Saved data entries:
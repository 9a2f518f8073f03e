//! Presentation coordinates on the 15x15 board grid.
//!
//! Only renderers need these; the rules never look at `(x, y)`.

use crate::core::{Color, Location};

use super::track::{ring_cell, HopPath};

/// Grid cell `(x, y)`, origin top-left.
pub type Coordinate = (u8, u8);

/// Ring cells in global order, starting at red's entry cell and running clockwise.
pub const RING_PATH: [Coordinate; 52] = [
    // red arm, outbound
    (1, 6), (2, 6), (3, 6), (4, 6), (5, 6),
    // up green's arm
    (6, 5), (6, 4), (6, 3), (6, 2), (6, 1), (6, 0),
    (7, 0), (8, 0),
    // down green's arm
    (8, 1), (8, 2), (8, 3), (8, 4), (8, 5),
    // out along yellow's arm
    (9, 6), (10, 6), (11, 6), (12, 6), (13, 6), (14, 6),
    (14, 7), (14, 8),
    // back along yellow's arm
    (13, 8), (12, 8), (11, 8), (10, 8), (9, 8),
    // down blue's arm
    (8, 9), (8, 10), (8, 11), (8, 12), (8, 13), (8, 14),
    (7, 14), (6, 14),
    // up blue's arm
    (6, 13), (6, 12), (6, 11), (6, 10), (6, 9),
    // out along red's arm
    (5, 8), (4, 8), (3, 8), (2, 8), (1, 8), (0, 8),
    (0, 7), (0, 6),
];

/// Home-stretch cells for relative locations 51..=56.
#[must_use]
pub const fn home_stretch(color: Color) -> [Coordinate; 6] {
    match color {
        Color::Red => [(1, 7), (2, 7), (3, 7), (4, 7), (5, 7), (6, 7)],
        Color::Green => [(7, 1), (7, 2), (7, 3), (7, 4), (7, 5), (7, 6)],
        Color::Yellow => [(13, 7), (12, 7), (11, 7), (10, 7), (9, 7), (8, 7)],
        Color::Blue => [(7, 13), (7, 12), (7, 11), (7, 10), (7, 9), (7, 8)],
    }
}

/// The four base slots of a color's quadrant.
#[must_use]
pub const fn base_slots(color: Color) -> [Coordinate; 4] {
    match color {
        Color::Red => [(1, 1), (1, 4), (4, 1), (4, 4)],
        Color::Green => [(10, 1), (10, 4), (13, 1), (13, 4)],
        Color::Yellow => [(10, 10), (10, 13), (13, 10), (13, 13)],
        Color::Blue => [(1, 10), (1, 13), (4, 10), (4, 13)],
    }
}

/// Where finished pawns of a color are drawn.
#[must_use]
pub const fn center_cell(color: Color) -> Coordinate {
    match color {
        Color::Red => (6, 7),
        Color::Green => (7, 6),
        Color::Yellow => (8, 7),
        Color::Blue => (7, 8),
    }
}

/// Board coordinate of a pawn.
///
/// ```
/// use ludo_engine::board::coordinate_of;
/// use ludo_engine::core::{Color, Location};
///
/// assert_eq!(coordinate_of(Color::Green, Location::START, 0), (8, 1));
/// assert_eq!(coordinate_of(Color::Red, Location::BASE, 3), (4, 4));
/// ```
#[must_use]
pub fn coordinate_of(color: Color, location: Location, slot: u8) -> Coordinate {
    if location.is_in_base() {
        return base_slots(color)[slot as usize % 4];
    }
    if location.is_home() {
        return center_cell(color);
    }
    if location.is_in_home_stretch() {
        return home_stretch(color)[(location.raw() - Location::FIRST_STRETCH) as usize];
    }
    match ring_cell(color, location) {
        Some(global) => RING_PATH[global as usize],
        None => center_cell(color),
    }
}

/// Coordinates for a hop path, for replaying a move cell by cell.
#[must_use]
pub fn path_coordinates(color: Color, path: &HopPath, slot: u8) -> Vec<Coordinate> {
    path.iter().map(|&loc| coordinate_of(color, loc, slot)).collect()
}
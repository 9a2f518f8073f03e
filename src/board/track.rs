//! Track arithmetic: ring indices, safe cells, legal targets and hop paths.
//!
//! Everything here is pure. Locations are relative to the moving pawn's
//! color; the shared ring is indexed globally from red's entry cell.

use smallvec::SmallVec;

use crate::core::{Color, FinishRule, Location};

/// Cells on the shared ring.
pub const RING_LEN: u8 = 52;

/// Ring-global safe cells: each color's entry cell and its arm's star cell.
pub const SAFE_CELLS: [u8; 8] = [0, 8, 13, 21, 26, 34, 39, 47];

/// Die value needed to leave base.
pub const RELEASE_ROLL: u8 = 6;

/// Path of a single move, excluding the starting cell.
pub type HopPath = SmallVec<[Location; 6]>;

/// Global ring index of a color's entry cell.
#[must_use]
pub const fn start_offset(color: Color) -> u8 {
    match color {
        Color::Red => 0,
        Color::Green => 13,
        Color::Yellow => 26,
        Color::Blue => 39,
    }
}

/// Map a color-relative ring index to the global ring index.
///
/// ```
/// use ludo_engine::board::relative_to_global;
/// use ludo_engine::core::Color;
///
/// assert_eq!(relative_to_global(Color::Green, 0), 13);
/// assert_eq!(relative_to_global(Color::Blue, 20), 7);
/// ```
#[must_use]
pub const fn relative_to_global(color: Color, relative: u8) -> u8 {
    ((start_offset(color) as u16 + relative as u16) % RING_LEN as u16) as u8
}

/// Whether a ring cell is immune to capture.
#[must_use]
pub fn is_safe_cell(global: u8) -> bool {
    SAFE_CELLS.contains(&global)
}

/// Global ring index of a pawn, if it is on the ring.
#[must_use]
pub fn ring_cell(color: Color, location: Location) -> Option<u8> {
    location.ring_offset().map(|rel| relative_to_global(color, rel))
}

/// Where a pawn lands with `dice`, or `None` if it cannot move.
#[must_use]
pub fn target_location(location: Location, dice: u8, rule: FinishRule) -> Option<Location> {
    if !(1..=6).contains(&dice) || location.is_home() {
        return None;
    }
    if location.is_in_base() {
        return (dice == RELEASE_ROLL).then_some(Location::START);
    }

    let sum = location.raw() + dice as i8;
    match sum {
        s if s < Location::FINISH_LINE => Location::new(s),
        s if s == Location::FINISH_LINE => Some(Location::HOME),
        _ => match rule {
            FinishRule::OvershootToHome => Some(Location::HOME),
            FinishRule::Exact => None,
        },
    }
}

/// Legality under an explicit finish rule.
#[must_use]
pub fn is_legal_move_with(location: Location, dice: u8, rule: FinishRule) -> bool {
    target_location(location, dice, rule).is_some()
}

/// Legality under the default finish rule (overshoot lands home).
///
/// ```
/// use ludo_engine::board::is_legal_move;
/// use ludo_engine::core::Location;
///
/// assert!(!is_legal_move(Location::BASE, 5));
/// assert!(is_legal_move(Location::BASE, 6));
/// assert!(is_legal_move(Location::new(55).unwrap(), 4));
/// assert!(!is_legal_move(Location::HOME, 1));
/// ```
#[must_use]
pub fn is_legal_move(location: Location, dice: u8) -> bool {
    is_legal_move_with(location, dice, FinishRule::default())
}

/// Cells a pawn passes through, ending at its target.
///
/// Release is a single hop onto the entry cell. Otherwise one hop per cell,
/// stopping at home. Empty when the move is illegal.
#[must_use]
pub fn hop_path(location: Location, dice: u8, rule: FinishRule) -> HopPath {
    let mut path = HopPath::new();
    let Some(target) = target_location(location, dice, rule) else {
        return path;
    };
    if location.is_in_base() {
        path.push(target);
        return path;
    }

    let mut cell = location.raw();
    while cell + 1 < Location::FINISH_LINE && cell < location.raw() + dice as i8 {
        cell += 1;
        if let Some(step) = Location::new(cell) {
            path.push(step);
        }
    }
    if target.is_home() {
        path.push(Location::HOME);
    }
    path
}
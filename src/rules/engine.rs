//! Rules engine trait.
//!
//! The turn engine is exposed through `RulesEngine` so drivers (the session
//! table, bots, simulations, replicas) all act through one surface:
//! - What actions are legal for a seat
//! - How an action changes a match
//! - Whether the match is over

use crate::core::{Action, EngineError, Match, PlayerId};
use crate::events::GameEvent;

/// Final result of a match.
#[derive(Clone, Debug, PartialEq, Eq)]
pub struct GameResult {
    /// Seats ordered first to last.
    pub standings: Vec<PlayerId>,
}

impl GameResult {
    /// The first-placed seat.
    #[must_use]
    pub fn winner(&self) -> Option<PlayerId> {
        self.standings.first().copied()
    }

    /// Check if a player won.
    #[must_use]
    pub fn is_winner(&self, player: PlayerId) -> bool {
        self.winner() == Some(player)
    }

    /// 1-based finishing position of a seat.
    #[must_use]
    pub fn rank_of(&self, player: PlayerId) -> Option<u8> {
        self.standings
            .iter()
            .position(|&p| p == player)
            .map(|i| i as u8 + 1)
    }
}

/// Rules engine trait.
///
/// ## Implementation Notes
///
/// - `legal_actions`: empty if the seat cannot act
/// - `apply_action`: must reject without mutating; deterministic given the match RNG
/// - `is_terminal`: `None` while the match continues
pub trait RulesEngine {
    /// Actions a seat may take right now.
    fn legal_actions(&self, state: &Match, player: PlayerId) -> Vec<Action>;

    /// Apply an action claimed by `player`.
    fn apply_action(&self, state: &mut Match, player: PlayerId, action: &Action) -> Result<Vec<GameEvent>, EngineError>;

    /// Check if the match is over.
    fn is_terminal(&self, state: &Match) -> Option<GameResult>;

    // === Convenience Methods ===

    /// Pure transition: returns the next match and leaves `state` untouched.
    fn step(&self, state: &Match, player: PlayerId, action: &Action) -> Result<(Match, Vec<GameEvent>), EngineError> {
        let mut next = state.clone();
        let events = self.apply_action(&mut next, player, action)?;
        Ok((next, events))
    }
}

→ WHAT IS EXPECTED: Return, from the data above, each line in which the string "events" appears.

→ OUTPUT:
use crate::events::GameEvent;
        let events = self.apply_action(&mut next, player, action)?;
        Ok((next, events))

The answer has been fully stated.